### Exercise
Count the lines below that contain the word "usize", and reply with that number alone.

━━ Record set

//! In-memory TTL cache for remote resources, keyed by locator.

use bytes::Bytes;
use parking_lot::Mutex;
use std::collections::HashMap;
use std::time::Duration;
use tokio::time::Instant;
use tracing::debug;
use url::Url;

/// Stand-in expiry for TTLs too large to represent.
const FOREVER: Duration = Duration::from_secs(100 * 365 * 24 * 60 * 60);

/// Cache statistics
#[derive(Debug, Clone, Copy, Default, PartialEq, Eq)]
pub struct CacheStats {
    pub entries: usize,
    pub bytes: usize,
    pub hits: u64,
    pub misses: u64,
    /// Entries dropped for expiry or capacity
    pub evictions: u64,
}

#[derive(Debug, Clone)]
struct CachedResource {
    data: Bytes,
    expires_at: Instant,
}

#[derive(Debug, Default)]
struct Inner {
    entries: HashMap<Url, CachedResource>,
    hits: u64,
    misses: u64,
    evictions: u64,
}

/// Locator -> (bytes, expiry) store shared by the loaders of one app.
#[derive(Debug)]
pub struct StreamCache {
    inner: Mutex<Inner>,
    max_entries: usize,
}

impl Default for StreamCache {
    fn default() -> Self {
        Self::new(256)
    }
}

impl StreamCache {
    /// Create a cache holding at most `max_entries` resources.
    pub fn new(max_entries: usize) -> Self {
        Self {
            inner: Mutex::new(Inner::default()),
            max_entries: max_entries.max(1),
        }
    }

    /// Fresh bytes for `locator`, if any. Expired entries are dropped.
    pub fn get(&self, locator: &Url) -> Option<Bytes> {
        let mut inner = self.inner.lock();
        let now = Instant::now();

        let found = inner
            .entries
            .get(locator)
            .map(|entry| (entry.expires_at > now, entry.data.clone()));

        match found {
            Some((true, data)) => {
                inner.hits += 1;
                Some(data)
            }
            Some((false, _)) => {
                inner.entries.remove(locator);
                inner.evictions += 1;
                inner.misses += 1;
                debug!(%locator, "cached resource expired");
                None
            }
            None => {
                inner.misses += 1;
                None
            }
        }
    }

    /// Store `data` for `locator`, valid for `ttl`.
    pub fn insert(&self, locator: Url, data: Bytes, ttl: Duration) {
        let mut inner = self.inner.lock();
        let now = Instant::now();

        if !inner.entries.contains_key(&locator) && inner.entries.len() >= self.max_entries {
            Self::purge_expired_locked(&mut inner, now);
            if inner.entries.len() >= self.max_entries {
                // Evict whatever would expire first
                let victim = inner
                    .entries
                    .iter()
                    .min_by_key(|(_, entry)| entry.expires_at)
                    .map(|(key, _)| key.clone());
                if let Some(victim) = victim {
                    inner.entries.remove(&victim);
                    inner.evictions += 1;
                    debug!(locator = %victim, "evicted cached resource");
                }
            }
        }

        let expires_at = now.checked_add(ttl).unwrap_or_else(|| now + FOREVER);
        inner.entries.insert(locator, CachedResource { data, expires_at });
    }

    pub fn remove(&self, locator: &Url) -> Option<Bytes> {
        self.inner.lock().entries.remove(locator).map(|entry| entry.data)
    }

    pub fn clear(&self) {
        self.inner.lock().entries.clear();
    }

    /// Drop every expired entry, returning how many were removed.
    pub fn purge_expired(&self) -> usize {
        let mut inner = self.inner.lock();
        Self::purge_expired_locked(&mut inner, Instant::now())
    }

    fn purge_expired_locked(inner: &mut Inner, now: Instant) -> usize {
        let before = inner.entries.len();
        inner.entries.retain(|_, entry| entry.expires_at > now);
        let removed = before - inner.entries.len();
        inner.evictions += removed as u64;
        removed
    }

    pub fn len(&self) -> usize {
        self.inner.lock().entries.len()
    }

    pub fn is_empty(&self) -> bool {
        self.len() == 0
    }

    pub fn stats(&self) -> CacheStats {
        let inner = self.inner.lock();
        CacheStats {
            entries: inner.entries.len(),
            bytes: inner.entries.values().map(|entry| entry.data.len()).sum(),
            hits: inner.hits,
            misses: inner.misses,
            evictions: inner.evictions,
        }
    }
}

#[cfg(test)]
mod tests {
    use super::*;

    fn url(path: &str) -> Url {
        Url::parse("https://example.com/").unwrap().join(path).unwrap()
    }

    #[tokio::test(start_paused = true)]
    async fn test_get_hit_and_miss() {
        let cache = StreamCache::new(4);
        assert!(cache.get(&url("a.png")).is_none());

        cache.insert(url("a.png"), Bytes::from_static(b"png"), Duration::from_secs(60));
        assert_eq!(cache.get(&url("a.png")).unwrap(), Bytes::from_static(b"png"));

        let stats = cache.stats();
        assert_eq!(stats.hits, 1);
        assert_eq!(stats.misses, 1);
        assert_eq!(stats.bytes, 3);
    }

    #[tokio::test(start_paused = true)]
    async fn test_entries_expire() {
        let cache = StreamCache::new(4);
        cache.insert(url("a.png"), Bytes::from_static(b"a"), Duration::from_secs(10));

        tokio::time::advance(Duration::from_secs(9)).await;
        assert!(cache.get(&url("a.png")).is_some());

        tokio::time::advance(Duration::from_secs(2)).await;
        assert!(cache.get(&url("a.png")).is_none());
        assert!(cache.is_empty());
        assert_eq!(cache.stats().evictions, 1);
    }

    #[tokio::test(start_paused = true)]
    async fn test_capacity_evicts_soonest_expiry() {
        let cache = StreamCache::new(2);
        cache.insert(url("short.png"), Bytes::from_static(b"s"), Duration::from_secs(5));
        cache.insert(url("long.png"), Bytes::from_static(b"l"), Duration::from_secs(500));
        cache.insert(url("new.png"), Bytes::from_static(b"n"), Duration::from_secs(50));

        assert_eq!(cache.len(), 2);
        assert!(cache.get(&url("short.png")).is_none());
        assert!(cache.get(&url("long.png")).is_some());
        assert!(cache.get(&url("new.png")).is_some());
    }

    #[tokio::test(start_paused = true)]
    async fn test_huge_ttl_never_expires() {
        let cache = StreamCache::new(4);
        cache.insert(url("a.png"), Bytes::from_static(b"a"), Duration::MAX);
        cache.insert(url("b.png"), Bytes::from_static(b"b"), Duration::from_secs(u64::MAX));

        tokio::time::advance(Duration::from_secs(10 * 365 * 24 * 60 * 60)).await;
        assert!(cache.get(&url("a.png")).is_some());
        assert!(cache.get(&url("b.png")).is_some());
        assert_eq!(cache.purge_expired(), 0);
    }

    #[tokio::test(start_paused = true)]
    async fn test_purge_expired() {
        let cache = StreamCache::new(8);
        cache.insert(url("a.png"), Bytes::from_static(b"a"), Duration::from_secs(1));
        cache.insert(url("b.png"), Bytes::from_static(b"b"), Duration::from_secs(100));

        tokio::time::advance(Duration::from_secs(2)).await;
        assert_eq!(cache.purge_expired(), 1);
        assert_eq!(cache.len(), 1);

        assert!(cache.remove(&url("b.png")).is_some());
        assert!(cache.is_empty());
    }
}
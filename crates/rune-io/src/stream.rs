//! Byte streams handed back to the hosting layer.

use bytes::{Bytes, BytesMut};
use futures::stream::{self, BoxStream, StreamExt};
use futures::Stream;
use std::fmt;
use std::io;
use std::pin::Pin;
use std::task::{Context, Poll};
use tokio::io::AsyncRead;
use tokio_util::io::{ReaderStream, StreamReader};

/// Upper bound on the buffer reserved up front from a declared length.
const MAX_PREALLOCATE: usize = 1 << 20;

/// A readable resource, positioned at its first byte.
pub struct ResourceStream {
    inner: BoxStream<'static, io::Result<Bytes>>,
    content_type: Option<String>,
    content_length: Option<u64>,
    from_cache: bool,
}

impl ResourceStream {
    /// Wrap an in-memory buffer.
    pub fn from_bytes(data: Bytes) -> Self {
        let content_length = Some(data.len() as u64);
        let inner = if data.is_empty() {
            stream::empty().boxed()
        } else {
            stream::once(async move { Ok(data) }).boxed()
        };
        Self {
            inner,
            content_type: None,
            content_length,
            from_cache: false,
        }
    }

    /// Wrap a live HTTP body. The stream keeps `client` alive until it is dropped.
    pub(crate) fn from_response(response: reqwest::Response, client: reqwest::Client) -> Self {
        let content_type = response
            .headers()
            .get(reqwest::header::CONTENT_TYPE)
            .and_then(|v| v.to_str().ok())
            .map(String::from);
        let content_length = response.content_length();

        let inner = response
            .bytes_stream()
            .map(move |chunk| {
                let _client = &client;
                chunk.map_err(io::Error::other)
            })
            .boxed();

        Self {
            inner,
            content_type,
            content_length,
            from_cache: false,
        }
    }

    /// Stream an open file in chunks.
    pub(crate) fn from_file(file: tokio::fs::File, len: Option<u64>) -> Self {
        Self {
            inner: ReaderStream::new(file).boxed(),
            content_type: None,
            content_length: len,
            from_cache: false,
        }
    }

    pub(crate) fn with_content_type(mut self, content_type: Option<String>) -> Self {
        self.content_type = content_type;
        self
    }

    pub(crate) fn mark_cached(mut self) -> Self {
        self.from_cache = true;
        self
    }

    pub fn content_type(&self) -> Option<&str> {
        self.content_type.as_deref()
    }

    pub fn content_length(&self) -> Option<u64> {
        self.content_length
    }

    /// Whether the bytes came from the cache rather than the network.
    pub fn is_from_cache(&self) -> bool {
        self.from_cache
    }

    /// Drain the stream into a single buffer.
    pub async fn into_bytes(mut self) -> io::Result<Bytes> {
        // The declared length comes from the server and is only a hint
        let hint = self.content_length.unwrap_or(0).min(MAX_PREALLOCATE as u64) as usize;
        let mut buf = BytesMut::with_capacity(hint);
        while let Some(chunk) = self.inner.next().await {
            buf.extend_from_slice(&chunk?);
        }
        Ok(buf.freeze())
    }

    /// Adapt into an [`AsyncRead`].
    pub fn into_reader(self) -> impl AsyncRead + Send + Unpin {
        StreamReader::new(self)
    }
}

impl Stream for ResourceStream {
    type Item = io::Result<Bytes>;

    fn poll_next(mut self: Pin<&mut Self>, cx: &mut Context<'_>) -> Poll<Option<Self::Item>> {
        self.inner.as_mut().poll_next(cx)
    }
}

impl fmt::Debug for ResourceStream {
    fn fmt(&self, f: &mut fmt::Formatter<'_>) -> fmt::Result {
        f.debug_struct("ResourceStream")
            .field("content_type", &self.content_type)
            .field("content_length", &self.content_length)
            .field("from_cache", &self.from_cache)
            .finish_non_exhaustive()
    }
}
use crate::{NativeWindow, NativeWindowFactory, Result, WindowAttributes};

/// Factory that opens no real windows; it records what it was asked for.
#[derive(Debug, Default)]
pub struct HeadlessWindowFactory {
    created: Vec<WindowAttributes>,
}

impl HeadlessWindowFactory {
    pub fn new() -> Self {
        Self::default()
    }

    /// Attributes of every window created so far, in order.
    pub fn created(&self) -> &[WindowAttributes] {
        &self.created
    }
}

impl NativeWindowFactory for HeadlessWindowFactory {
    fn create_window(&mut self, attributes: &WindowAttributes) -> Result<Box<dyn NativeWindow>> {
        self.created.push(attributes.clone());
        Ok(Box::new(HeadlessWindow {
            id: self.created.len() as u64,
            attributes: attributes.clone(),
            active: false,
        }))
    }
}

#[derive(Debug, Clone)]
pub struct HeadlessWindow {
    id: u64,
    attributes: WindowAttributes,
    active: bool,
}

impl NativeWindow for HeadlessWindow {
    fn id(&self) -> u64 {
        self.id
    }

    fn title(&self) -> String {
        self.attributes.title.clone()
    }

    fn activate(&mut self) {
        self.active = true;
    }

    fn is_active(&self) -> bool {
        self.active
    }
}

━━━━

### Exercise answer
9